== Segment start ==

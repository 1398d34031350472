//! Core filter trait for drop classification
//!
//! Every per-file check implements [`Filter`], so the classifier can run them
//! in order and collect all rejection codes for a file.

use super::rejection::RejectionCode;
use crate::intake::UploadedFile;

/// Decision for whether to accept or reject a file
#[derive(Debug, Clone, Copy, PartialEq, Eq)]
pub enum FilterDecision {
    /// File passes this filter
    Accept,
    /// File fails this filter
    Reject(RejectionCode),
}

/// Base filter trait that all per-file filters implement
pub trait Filter {
    /// Check a single file
    fn filter(&self, file: &UploadedFile) -> FilterDecision;

    /// Get the name of this filter for debugging/logging
    fn name(&self) -> &'static str;
}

== Segment end ==

§ **TASK GOAL**
Return each entry above exactly, leaving none out.

§ **RESPONSE AREA**
repository 1398d34031350472
//! Core filter trait for drop classification
//!
//! Every per-file check implements [`Filter`], so the classifier can run them
//! in order and collect all rejection codes for a file.

use super::rejection::RejectionCode;
use crate::intake::UploadedFile;

/// Decision for whether to accept or reject a file
#[derive(Debug, Clone, Copy, PartialEq, Eq)]
pub enum FilterDecision {
    /// File passes this filter
    Accept,
    /// File fails this filter
    Reject(RejectionCode),
}

/// Base filter trait that all per-file filters implement
pub trait Filter {
    /// Check a single file
    fn filter(&self, file: &UploadedFile) -> FilterDecision;

    /// Get the name of this filter for debugging/logging
    fn name(&self) -> &'static str;
}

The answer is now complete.